While the BBC citizen science project should be considered a prime example of the ‘dialogue’ model in PUS and a true reflection of the improvements in the public engagement with science, its intended demographic may, in fact, exclude a large proportion of the public. As the citizen science project solely functions from a mobile phone app downloaded from an Apple or Android app store, it may well only cater to teenagers and young adults, “as it is commonly believed that older people are uncomfortable with new forms of technology” (Czaja & Sharit, 1998). Furthermore, it could be assumed that many of the individuals who choose to participate in the citizen science project already have an interest or understanding of science, or may even be from a scientific background, therefore not making it wholly representative of the public and not a true reflection of promoting the public understanding of science (PUS) as Wiggins and Crowston (2011) postulated citizen science would do.

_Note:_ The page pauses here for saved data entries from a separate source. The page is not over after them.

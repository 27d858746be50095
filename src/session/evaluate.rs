//! Free-text answer evaluation.
//!
//! Scoring is delegated to the generative service; the local logic is
//! extracting a 0-100 score from whatever prose comes back and degrading
//! to a harmless default when the service is unavailable. Evaluator
//! failure never blocks task completion — the engine records whatever
//! score resulted.

use std::sync::OnceLock;

use regex::Regex;
use serde::Serialize;

use crate::llm::{prompts, ChatMessage, CompletionRequest, GenerativeProvider};

/// Score at or above which an answer counts as correct.
pub const PASS_THRESHOLD: u32 = 70;

/// Score assumed when the response contains no recognizable score.
const DEFAULT_SCORE: u32 = 50;

/// Outcome of evaluating a free-text answer.
#[derive(Debug, Clone, PartialEq, Eq, Serialize)]
pub struct Evaluation {
    pub is_correct: bool,
    pub feedback: String,
    pub score: u32,
}

/// Extract a 0-100 score from evaluator prose.
///
/// Pattern priority, first match wins: `N/100`, then `N%`, then
/// `score: N`. Values above 100 are clamped.
pub fn extract_score(text: &str) -> Option<u32> {
    static PATTERNS: OnceLock<[Regex; 3]> = OnceLock::new();
    let patterns = PATTERNS.get_or_init(|| {
        [
            Regex::new(r"(\d{1,3})\s*/\s*100").expect("static regex"),
            Regex::new(r"(\d{1,3})\s*%").expect("static regex"),
            Regex::new(r"(?i)score\s*[:=]?\s*(\d{1,3})").expect("static regex"),
        ]
    });
    patterns.iter().find_map(|re| {
        re.captures(text)
            .and_then(|c| c.get(1))
            .and_then(|m| m.as_str().parse::<u32>().ok())
            .map(|n| n.min(100))
    })
}

/// Score a free-text answer against the model answer.
pub async fn evaluate_free_text(
    provider: &dyn GenerativeProvider,
    question: &str,
    expected: &str,
    answer: &str,
) -> Evaluation {
    let prompt = prompts::evaluation_prompt(question, expected, answer);
    let request = CompletionRequest::new(vec![ChatMessage::user(prompt)])
        .with_max_tokens(200)
        .with_temperature(0.0);

    match provider.complete(request).await {
        Ok(response) => {
            let score = extract_score(&response.content).unwrap_or(DEFAULT_SCORE);
            Evaluation {
                is_correct: score >= PASS_THRESHOLD,
                feedback: response.content,
                score,
            }
        }
        Err(e) => {
            tracing::warn!(error = %e, "free-text evaluation unavailable");
            Evaluation {
                is_correct: false,
                feedback: "The automated evaluator is unavailable right now; \
                           your answer was recorded."
                    .to_string(),
                score: 0,
            }
        }
    }
}
//! HTTP client for the chat-completion endpoint.
//!
//! Speaks the standard completion wire format:
//! request `{model, messages, max_tokens, temperature, presence_penalty,
//! frequency_penalty}`, response `{choices:[{message:{content}}],
//! usage:{total_tokens}}`. Upstream HTTP failures are mapped to the
//! [`LlmError`] taxonomy so callers never see raw transport errors.

use async_trait::async_trait;
use secrecy::{ExposeSecret, SecretString};
use serde::{Deserialize, Serialize};

use crate::error::LlmError;
use crate::llm::limiter::RateLimiter;
use crate::llm::{ChatMessage, CompletionRequest, CompletionResponse, GenerativeProvider};

#[derive(Debug, Serialize)]
struct ApiRequest<'a> {
    model: &'a str,
    messages: &'a [ChatMessage],
    max_tokens: u32,
    temperature: f32,
    presence_penalty: f32,
    frequency_penalty: f32,
}

#[derive(Debug, Deserialize)]
struct ApiResponse {
    #[serde(default)]
    choices: Vec<ApiChoice>,
    usage: Option<ApiUsage>,
}

#[derive(Debug, Deserialize)]
struct ApiChoice {
    message: ApiMessage,
}

#[derive(Debug, Deserialize)]
struct ApiMessage {
    content: Option<String>,
}

#[derive(Debug, Deserialize)]
struct ApiUsage {
    total_tokens: u32,
}

/// Generative client over HTTP, guarded by an injected rate limiter.
pub struct HttpGenerativeClient {
    http: reqwest::Client,
    base_url: String,
    model: String,
    api_key: Option<SecretString>,
    limiter: RateLimiter,
}

impl HttpGenerativeClient {
    pub fn new(
        base_url: impl Into<String>,
        model: impl Into<String>,
        api_key: Option<SecretString>,
        limiter: RateLimiter,
    ) -> Self {
        let base_url = base_url.into().trim_end_matches('/').to_string();
        Self {
            http: reqwest::Client::new(),
            base_url,
            model: model.into(),
            api_key,
            limiter,
        }
    }

    /// The configured credential, rejecting placeholder values.
    ///
    /// A missing or placeholder key is a configuration problem, but it
    /// surfaces as a failed call so session flow keeps working without it.
    fn credential(&self) -> Result<&SecretString, LlmError> {
        let key = self.api_key.as_ref().ok_or(LlmError::AuthFailed)?;
        let exposed = key.expose_secret();
        if exposed.is_empty() || is_placeholder(exposed) {
            return Err(LlmError::AuthFailed);
        }
        Ok(key)
    }
}

/// Common placeholder values people leave in env files.
fn is_placeholder(key: &str) -> bool {
    let lower = key.to_ascii_lowercase();
    lower == "changeme"
        || lower == "your-api-key"
        || lower.starts_with("your-")
        || lower.starts_with("<")
}

#[async_trait]
impl GenerativeProvider for HttpGenerativeClient {
    async fn complete(&self, request: CompletionRequest) -> Result<CompletionResponse, LlmError> {
        // Local rejection first: no network call once the window is full.
        self.limiter.try_acquire()?;
        let key = self.credential()?;

        let body = ApiRequest {
            model: &self.model,
            messages: &request.messages,
            max_tokens: request.max_tokens,
            temperature: request.temperature,
            presence_penalty: request.presence_penalty,
            frequency_penalty: request.frequency_penalty,
        };

        let url = format!("{}/chat/completions", self.base_url);
        let response = self
            .http
            .post(&url)
            .bearer_auth(key.expose_secret())
            .json(&body)
            .send()
            .await
            .map_err(|e| LlmError::RequestFailed {
                reason: e.to_string(),
            })?;

        let status = response.status();
        if !status.is_success() {
            let message = response.text().await.unwrap_or_default();
            return Err(match status.as_u16() {
                401 | 403 => LlmError::AuthFailed,
                429 => LlmError::Throttled { retry_after: None },
                s if s >= 500 => LlmError::Transient { status: s },
                s => LlmError::Upstream { status: s, message },
            });
        }

        let parsed: ApiResponse =
            response.json().await.map_err(|e| LlmError::InvalidResponse {
                reason: e.to_string(),
            })?;

        let total_tokens = parsed.usage.map(|u| u.total_tokens).unwrap_or(0);
        let content = parsed
            .choices
            .into_iter()
            .next()
            .and_then(|c| c.message.content)
            .map(|s| s.trim().to_string())
            .filter(|s| !s.is_empty())
            .ok_or_else(|| LlmError::InvalidResponse {
                reason: "empty completion".to_string(),
            })?;

        tracing::debug!(tokens = total_tokens, "generative call completed");
        Ok(CompletionResponse {
            content,
            total_tokens,
        })
    }

    fn model_name(&self) -> &str {
        &self.model
    }
}

#[cfg(test)]
mod tests {
    use super::*;
    use crate::llm::limiter::RateLimitConfig;

    fn request() -> CompletionRequest {
        CompletionRequest::new(vec![ChatMessage::user("hello")])
    }

    #[tokio::test]
    async fn missing_credential_fails_without_network() {
        let client = HttpGenerativeClient::new(
            "http://localhost:1",
            "test-model",
            None,
            RateLimiter::default(),
        );
        match client.complete(request()).await {
            Err(LlmError::AuthFailed) => {}
            other => panic!("expected AuthFailed, got {other:?}"),
        }
    }

    #[tokio::test]
    async fn placeholder_credential_fails_without_network() {
        let client = HttpGenerativeClient::new(
            "http://localhost:1",
            "test-model",
            Some(SecretString::from("your-api-key")),
            RateLimiter::default(),
        );
        match client.complete(request()).await {
            Err(LlmError::AuthFailed) => {}
            other => panic!("expected AuthFailed, got {other:?}"),
        }
    }

    #[tokio::test]
    async fn full_window_rejects_before_credential_check() {
        // Zero-capacity limiter: even a missing key is never consulted.
        let limiter = RateLimiter::new(RateLimitConfig {
            max_requests: 0,
            window: std::time::Duration::from_secs(60),
        });
        let client =
            HttpGenerativeClient::new("http://localhost:1", "test-model", None, limiter);
        match client.complete(request()).await {
            Err(LlmError::Throttled { .. }) => {}
            other => panic!("expected Throttled, got {other:?}"),
        }
    }

    #[test]
    fn api_request_wire_shape() {
        let messages = vec![ChatMessage::system("s"), ChatMessage::user("u")];
        let body = ApiRequest {
            model: "m",
            messages: &messages,
            max_tokens: 600,
            temperature: 0.7,
            presence_penalty: 0.0,
            frequency_penalty: 0.0,
        };
        let json = serde_json::to_value(&body).unwrap();
        assert_eq!(json["model"], "m");
        assert_eq!(json["messages"][0]["role"], "system");
        assert_eq!(json["messages"][1]["content"], "u");
        assert_eq!(json["max_tokens"], 600);
        assert!(json.get("presence_penalty").is_some());
        assert!(json.get("frequency_penalty").is_some());
    }

    #[test]
    fn api_response_parses_wire_shape() {
        let raw = r#"{
            "choices": [{"message": {"content": "Task 1: A - B - Type: qa"}}],
            "usage": {"total_tokens": 42}
        }"#;
        let parsed: ApiResponse = serde_json::from_str(raw).unwrap();
        assert_eq!(
            parsed.choices[0].message.content.as_deref(),
            Some("Task 1: A - B - Type: qa")
        );
        assert_eq!(parsed.usage.unwrap().total_tokens, 42);
    }

    #[test]
    fn placeholder_detection() {
        assert!(is_placeholder("changeme"));
        assert!(is_placeholder("your-api-key"));
        assert!(is_placeholder("<paste key here>"));
        assert!(!is_placeholder("sk-live-abc123"));
    }

    #[test]
    fn base_url_trailing_slash_trimmed() {
        let client = HttpGenerativeClient::new(
            "https://api.example.com/v1/",
            "m",
            None,
            RateLimiter::default(),
        );
        assert_eq!(client.base_url, "https://api.example.com/v1");
    }
}
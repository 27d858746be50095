//! libSQL session store — durable `SessionStore` implementation.
//!
//! Single `sessions` table keyed by user id, one serialized snapshot per
//! user. Supports local file and in-memory databases.

use std::path::Path;
use std::sync::Arc;

use async_trait::async_trait;
use chrono::Utc;
use libsql::{params, Connection, Database as LibSqlDatabase};
use tracing::info;

use crate::error::StoreError;
use crate::session::model::OnboardingSession;
use crate::store::SessionStore;

/// libSQL-backed session store.
///
/// Holds a single connection reused for all operations;
/// `libsql::Connection` is `Send + Sync` and safe for concurrent async use.
pub struct LibSqlStore {
    #[allow(dead_code)]
    db: Arc<LibSqlDatabase>,
    conn: Connection,
}

impl LibSqlStore {
    /// Open (or create) a local database file and initialize the schema.
    pub async fn new_local(path: &Path) -> Result<Self, StoreError> {
        if let Some(parent) = path.parent() {
            std::fs::create_dir_all(parent)
                .map_err(|e| StoreError::Open(format!("creating database directory: {e}")))?;
        }
        let db = libsql::Builder::new_local(path)
            .build()
            .await
            .map_err(|e| StoreError::Open(e.to_string()))?;
        let conn = db.connect().map_err(|e| StoreError::Open(e.to_string()))?;

        let store = Self {
            db: Arc::new(db),
            conn,
        };
        store.init_schema().await?;
        info!(path = %path.display(), "session store opened");
        Ok(store)
    }

    /// Create an in-memory database (for tests).
    pub async fn new_memory() -> Result<Self, StoreError> {
        let db = libsql::Builder::new_local(":memory:")
            .build()
            .await
            .map_err(|e| StoreError::Open(e.to_string()))?;
        let conn = db.connect().map_err(|e| StoreError::Open(e.to_string()))?;

        let store = Self {
            db: Arc::new(db),
            conn,
        };
        store.init_schema().await?;
        Ok(store)
    }

    async fn init_schema(&self) -> Result<(), StoreError> {
        self.conn
            .execute(
                "CREATE TABLE IF NOT EXISTS sessions (
                    user_id TEXT PRIMARY KEY,
                    data TEXT NOT NULL,
                    updated_at TEXT NOT NULL
                )",
                (),
            )
            .await
            .map_err(|e| StoreError::Query(e.to_string()))?;
        Ok(())
    }
}

#[async_trait]
impl SessionStore for LibSqlStore {
    async fn load(&self, user_id: &str) -> Result<Option<OnboardingSession>, StoreError> {
        let mut rows = self
            .conn
            .query("SELECT data FROM sessions WHERE user_id = ?1", params![user_id])
            .await
            .map_err(|e| StoreError::Query(e.to_string()))?;

        let row = rows
            .next()
            .await
            .map_err(|e| StoreError::Query(e.to_string()))?;
        match row {
            Some(row) => {
                let raw: String = row.get(0).map_err(|e| StoreError::Query(e.to_string()))?;
                serde_json::from_str(&raw)
                    .map(Some)
                    .map_err(|e| StoreError::Serialization(e.to_string()))
            }
            None => Ok(None),
        }
    }

    async fn save(&self, user_id: &str, session: &OnboardingSession) -> Result<(), StoreError> {
        let raw = serde_json::to_string(session)
            .map_err(|e| StoreError::Serialization(e.to_string()))?;
        self.conn
            .execute(
                "INSERT INTO sessions (user_id, data, updated_at) VALUES (?1, ?2, ?3)
                 ON CONFLICT(user_id) DO UPDATE SET
                    data = excluded.data,
                    updated_at = excluded.updated_at",
                params![user_id, raw, Utc::now().to_rfc3339()],
            )
            .await
            .map_err(|e| StoreError::Query(e.to_string()))?;
        Ok(())
    }
}
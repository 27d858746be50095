//! Configuration types and environment loading.

use secrecy::SecretString;

use crate::error::ConfigError;
use crate::llm::{HttpGenerativeClient, RateLimitConfig, RateLimiter};
use crate::session::QuizPolicy;

/// Engine configuration.
#[derive(Debug, Clone)]
pub struct EngineConfig {
    /// Base URL of the chat-completion endpoint (without trailing path).
    pub api_base: String,
    /// Model identifier sent with every request.
    pub model: String,
    /// Bearer credential. `None` or a placeholder value makes every
    /// generative call fail cleanly; the engine runs on fallbacks.
    pub api_key: Option<SecretString>,
    pub rate_limit: RateLimitConfig,
    pub quiz: QuizPolicy,
    /// Path of the libSQL session store; `None` keeps sessions in memory.
    pub db_path: Option<String>,
}

impl Default for EngineConfig {
    fn default() -> Self {
        Self {
            api_base: "https://api.openai.com/v1".to_string(),
            model: "gpt-4o-mini".to_string(),
            api_key: None,
            rate_limit: RateLimitConfig::default(),
            quiz: QuizPolicy::default(),
            db_path: None,
        }
    }
}

impl EngineConfig {
    /// Load configuration from `ONBOARD_*` environment variables,
    /// falling back to defaults for anything unset.
    pub fn from_env() -> Result<Self, ConfigError> {
        let mut config = Self::default();
        config.api_key = std::env::var("ONBOARD_API_KEY").ok().map(SecretString::from);
        if let Ok(base) = std::env::var("ONBOARD_API_BASE") {
            config.api_base = base;
        }
        if let Ok(model) = std::env::var("ONBOARD_MODEL") {
            config.model = model;
        }
        config.db_path = std::env::var("ONBOARD_DB_PATH").ok();
        if let Ok(raw) = std::env::var("ONBOARD_QUIZ_REVEAL_THRESHOLD") {
            config.quiz.reveal_threshold = parse_u32("ONBOARD_QUIZ_REVEAL_THRESHOLD", &raw)?;
        }
        if let Ok(raw) = std::env::var("ONBOARD_QUIZ_AUTO_COMPLETE") {
            config.quiz.auto_complete_on_reveal = parse_bool("ONBOARD_QUIZ_AUTO_COMPLETE", &raw)?;
        }
        Ok(config)
    }

    /// Build the generative client this configuration describes, with a
    /// fresh rate-limit budget.
    pub fn build_client(&self) -> HttpGenerativeClient {
        HttpGenerativeClient::new(
            &self.api_base,
            &self.model,
            self.api_key.clone(),
            RateLimiter::new(self.rate_limit),
        )
    }
}

fn parse_u32(key: &str, raw: &str) -> Result<u32, ConfigError> {
    raw.trim().parse().map_err(|_| ConfigError::InvalidValue {
        key: key.to_string(),
        message: format!("expected a non-negative integer, got {raw:?}"),
    })
}

fn parse_bool(key: &str, raw: &str) -> Result<bool, ConfigError> {
    match raw.trim().to_ascii_lowercase().as_str() {
        "1" | "true" | "yes" => Ok(true),
        "0" | "false" | "no" => Ok(false),
        _ => Err(ConfigError::InvalidValue {
            key: key.to_string(),
            message: format!("expected a boolean, got {raw:?}"),
        }),
    }
}

#[cfg(test)]
mod tests {
    use super::*;

    #[test]
    fn defaults() {
        let config = EngineConfig::default();
        assert_eq!(config.rate_limit.max_requests, 20);
        assert_eq!(config.rate_limit.window.as_secs(), 60);
        assert_eq!(config.quiz.reveal_threshold, 3);
        assert!(!config.quiz.auto_complete_on_reveal);
        assert!(config.api_key.is_none());
        assert!(config.db_path.is_none());
    }

    #[test]
    fn parse_helpers() {
        assert_eq!(parse_u32("K", "5").unwrap(), 5);
        assert!(parse_u32("K", "five").is_err());
        assert!(parse_bool("K", "true").unwrap());
        assert!(parse_bool("K", "0").map(|b| !b).unwrap());
        assert!(parse_bool("K", "maybe").is_err());
    }

    #[test]
    fn build_client_uses_configured_model() {
        use crate::llm::GenerativeProvider;
        let client = EngineConfig::default().build_client();
        assert_eq!(client.model_name(), "gpt-4o-mini");
    }
}
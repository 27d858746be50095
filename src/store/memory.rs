//! In-memory session store for tests and credential-less local runs.

use std::collections::HashMap;
use std::sync::Mutex;

use async_trait::async_trait;

use crate::error::StoreError;
use crate::session::model::OnboardingSession;
use crate::store::SessionStore;

/// Stores serialized snapshots keyed by user id, so the serde path is
/// exercised the same way the durable backend exercises it.
#[derive(Default)]
pub struct MemoryStore {
    sessions: Mutex<HashMap<String, String>>,
}

impl MemoryStore {
    pub fn new() -> Self {
        Self::default()
    }
}

#[async_trait]
impl SessionStore for MemoryStore {
    async fn load(&self, user_id: &str) -> Result<Option<OnboardingSession>, StoreError> {
        let sessions = self.sessions.lock().expect("store lock poisoned");
        match sessions.get(user_id) {
            Some(raw) => serde_json::from_str(raw)
                .map(Some)
                .map_err(|e| StoreError::Serialization(e.to_string())),
            None => Ok(None),
        }
    }

    async fn save(&self, user_id: &str, session: &OnboardingSession) -> Result<(), StoreError> {
        let raw = serde_json::to_string(session)
            .map_err(|e| StoreError::Serialization(e.to_string()))?;
        self.sessions
            .lock()
            .expect("store lock poisoned")
            .insert(user_id.to_string(), raw);
        Ok(())
    }
}
/// The nine role tracks a normalized role string maps onto.
#[derive(Debug, Clone, Copy, PartialEq, Eq)]
pub enum RoleTrack {
    Frontend,
    Backend,
    FullStack,
    Devops,
    ProductManager,
    Designer,
    Qa,
    Mobile,
    General,
}

impl RoleTrack {
    /// Total mapping from a free-form role string to a track.
    ///
    /// Case-insensitive, tolerant of separators and the common synonyms
    /// ("frontend developer", "sre", "pm", "sdet", ...). Anything
    /// unrecognized, including an empty role, lands on `General`.
    pub fn from_role(role: &str) -> Self {
        let normalized = role.to_lowercase().replace(['-', '_', '/'], " ");
        let tokens: Vec<&str> = normalized.split_whitespace().collect();
        let has = |candidates: &[&str]| tokens.iter().any(|t| candidates.contains(t));

        if has(&["fullstack"]) || (has(&["full"]) && has(&["stack"])) {
            RoleTrack::FullStack
        } else if has(&["frontend", "front", "fe"]) {
            RoleTrack::Frontend
        } else if has(&["backend", "back", "be"]) {
            RoleTrack::Backend
        } else if has(&["devops", "sre", "platform", "infrastructure", "reliability"]) {
            RoleTrack::Devops
        } else if has(&["designer", "design", "ux", "ui"]) {
            RoleTrack::Designer
        } else if has(&["pm", "product", "owner"]) {
            RoleTrack::ProductManager
        } else if has(&["qa", "tester", "sdet", "quality"]) {
            RoleTrack::Qa
        } else if has(&["mobile", "ios", "android"]) {
            RoleTrack::Mobile
        } else {
            RoleTrack::General
        }
    }
}

impl std::fmt::Display for RoleTrack {
    fn fmt(&self, f: &mut std::fmt::Formatter<'_>) -> std::fmt::Result {
        let s = match self {
            Self::Frontend => "frontend",
            Self::Backend => "backend",
            Self::FullStack => "full-stack",
            Self::Devops => "devops",
            Self::ProductManager => "product-manager",
            Self::Designer => "designer",
            Self::Qa => "qa",
            Self::Mobile => "mobile",
            Self::General => "general",
        };
        write!(f, "{s}")
    }
}

/// Build the deterministic portion of the catalog: welcome, setup, track.
pub fn build_fixed_catalog(request: &CatalogRequest) -> Vec<Task> {
    let track = RoleTrack::from_role(&request.role);
    let mut tasks = vec![welcome_task(request), setup_task(track)];
    tasks.extend(track_tasks(track, &request.level, &request.repository_name));
    tasks
}

/// Build the full catalog: fixed portion plus enrichment.
///
/// This is the containment boundary for the generative service — no error
/// from it escapes. On any failure (or an empty parse) the fallback pair
/// is appended instead of the AI batch.
pub async fn build(request: &CatalogRequest, provider: &dyn GenerativeProvider) -> Vec<Task> {
    let mut tasks = build_fixed_catalog(request);
    let track = RoleTrack::from_role(&request.role);

    let prompt =
        prompts::task_batch_prompt(&request.role, &request.level, &request.repository_name);
    let completion = provider
        .complete(CompletionRequest::new(vec![ChatMessage::user(prompt)]).with_max_tokens(400))
        .await;

    match completion {
        Ok(response) => {
            let batch = parser::parse(&response.content);
            if batch.is_empty() {
                tracing::warn!("generative batch parsed to zero tasks, using fallback pair");
                tasks.extend(fallback_pair(track));
            } else {
                tasks.extend(chain_batch(batch));
            }
        }
        Err(e) => {
            tracing::warn!(error = %e, "generative batch failed, using fallback pair");
            tasks.extend(fallback_pair(track));
        }
    }

    validate(&mut tasks);
    tasks
}

/// Chain an accepted AI batch: first task hangs off the fixed anchor,
/// every later task off its predecessor.
fn chain_batch(mut batch: Vec<Task>) -> Vec<Task> {
    let mut previous = SETUP_TASK_ID.to_string();
    for task in &mut batch {
        task.prerequisites = vec![previous.clone()];
        previous = task.id.clone();
    }
    batch
}

/// Drop prerequisite references that cannot be satisfied: unknown ids
/// (e.g. an AI task whose line was dropped by the parser) and
/// self-references. Keeps `next_available` from stalling on a dangling
/// edge.
pub fn validate(tasks: &mut [Task]) {
    let ids: std::collections::BTreeSet<String> =
        tasks.iter().map(|t| t.id.clone()).collect();
    for task in tasks.iter_mut() {
        let before = task.prerequisites.len();
        let id = task.id.clone();
        task.prerequisites
            .retain(|p| p != &id && ids.contains(p));
        if task.prerequisites.len() != before {
            tracing::warn!(task = %id, "pruned unsatisfiable prerequisites");
        }
    }
}

fn welcome_task(request: &CatalogRequest) -> Task {
    let scope = if request.repositories.len() > 1 {
        format!(
            "the {} repository (one of {} you will work with)",
            request.repository_name,
            request.repositories.len()
        )
    } else {
        format!("the {} repository", request.repository_name)
    };
    Task::new(
        WELCOME_TASK_ID,
        "Welcome aboard",
        format!(
            "This guided session walks you through {scope}. Work through the \
             checklist on the left; each step unlocks the next."
        ),
        TaskKind::Interactive,
    )
    .with_estimate(5)
    .with_difficulty(Difficulty::Easy)
}

fn setup_task(track: RoleTrack) -> Task {
    let (command, expected, hint) = match track {
        RoleTrack::Devops => (
            "docker --version",
            "Docker version",
            "Confirm the container tooling is available before anything else.",
        ),
        RoleTrack::ProductManager | RoleTrack::General => (
            "git status",
            "On branch",
            "Make sure you can see the working tree before diving in.",
        ),
        RoleTrack::Mobile => (
            "npm install",
            "added",
            "Install the JS dependencies the mobile shell is built from.",
        ),
        _ => (
            "npm install",
            "added",
            "Install the project dependencies so the dev tooling works.",
        ),
    };
    Task::new(
        SETUP_TASK_ID,
        "Set up your environment",
        format!("{hint} Run the command in the terminal below."),
        TaskKind::Terminal,
    )
    .with_estimate(10)
    .with_difficulty(Difficulty::Easy)
    .with_command(command, expected)
}

/// Difficulty of the dense exploration task in each track. Beginners get
/// it rated harder; the content is the same.
fn exploration_difficulty(level: &str) -> Difficulty {
    if level.trim().eq_ignore_ascii_case("beginner") {
        Difficulty::Hard
    } else {
        Difficulty::Medium
    }
}
use serde_json::Value;
use tabled::{builder::Builder, Table};

use super::{format_money, is_money_field};

/// Format output as a table using the tabled crate.
pub fn print_table(value: &Value) {
    match value {
        Value::Object(map) => {
            if let Some(result) = map.get("result") {
                print_result_table(result, map);
            } else {
                print_field_table(value);
            }
        }
        _ => {
            println!("{}", value);
        }
    }
}

fn print_result_table(result: &Value, envelope: &serde_json::Map<String, Value>) {
    print_field_table(result);

    if let Some(Value::Array(warnings)) = envelope.get("warnings") {
        if !warnings.is_empty() {
            println!("\nWarnings:");
            for w in warnings {
                if let Value::String(s) = w {
                    println!("  - {}", s);
                }
            }
        }
    }

    if let Some(Value::String(meth)) = envelope.get("methodology") {
        println!("\nMethodology: {}", meth);
    }
}

fn print_field_table(value: &Value) {
    if let Value::Object(map) = value {
        let mut builder = Builder::default();
        builder.push_record(["Field", "Value"]);
        for (key, val) in map {
            builder.push_record([key.as_str(), &format_field(key, val)]);
        }
        let table = Table::from(builder);
        println!("{}", table);
    } else {
        println!("{}", value);
    }
}

fn format_field(key: &str, value: &Value) -> String {
    if is_money_field(key) {
        if let Some(money) = format_money(value) {
            return money;
        }
    }
    format_value(value)
}

fn format_value(value: &Value) -> String {
    match value {
        Value::String(s) => s.clone(),
        Value::Number(n) => n.to_string(),
        Value::Bool(b) => b.to_string(),
        Value::Null => "null".to_string(),
        Value::Array(arr) => {
            let items: Vec<String> = arr.iter().map(format_value).collect();
            items.join(", ")
        }
        Value::Object(_) => serde_json::to_string(value).unwrap_or_default(),
    }
}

Overall, the analysis and comparison of the Daily Mail article and BBC citizen science project have been relatively parallel when considering their contributions to science communication. Both adhere to Jeanne Fahnestock’s (1993) ‘forensic’ and ‘epideictic’ genres in that they propose a rather technical topic but still, aim to aid the public understanding of science (PUS). Aside from some criticisms analysed in this paper, both mediums better complement the Fahnestock’s ‘epideictic’ genre, and the ‘dialogue’ model of PUS, as The Daily Mail article, utilises the comment section to allow for a discussion and debate, and the citizen science project involves citizens through their contribution to data. To conclude, despite these mediums’ shortcomings, they present science as being integrated into our everyday lives (Irwin, 2003) because although the news article could be assumed to adhere more journalistic rather than scientific norms, the ‘episodic’ nature of the pandemic discussion, provides a concise, semi-detailed account of a scientific topic, which could in fact aid in the public’s understanding of pandemics. Lastly, while the citizen science project was met with some methodological issues, the documentary it produces in 2018 will be extremely beneficial for our understanding of pandemics, and would not have been possible without the data collected throughout a 24-hour period, of a laymen’s everyday life.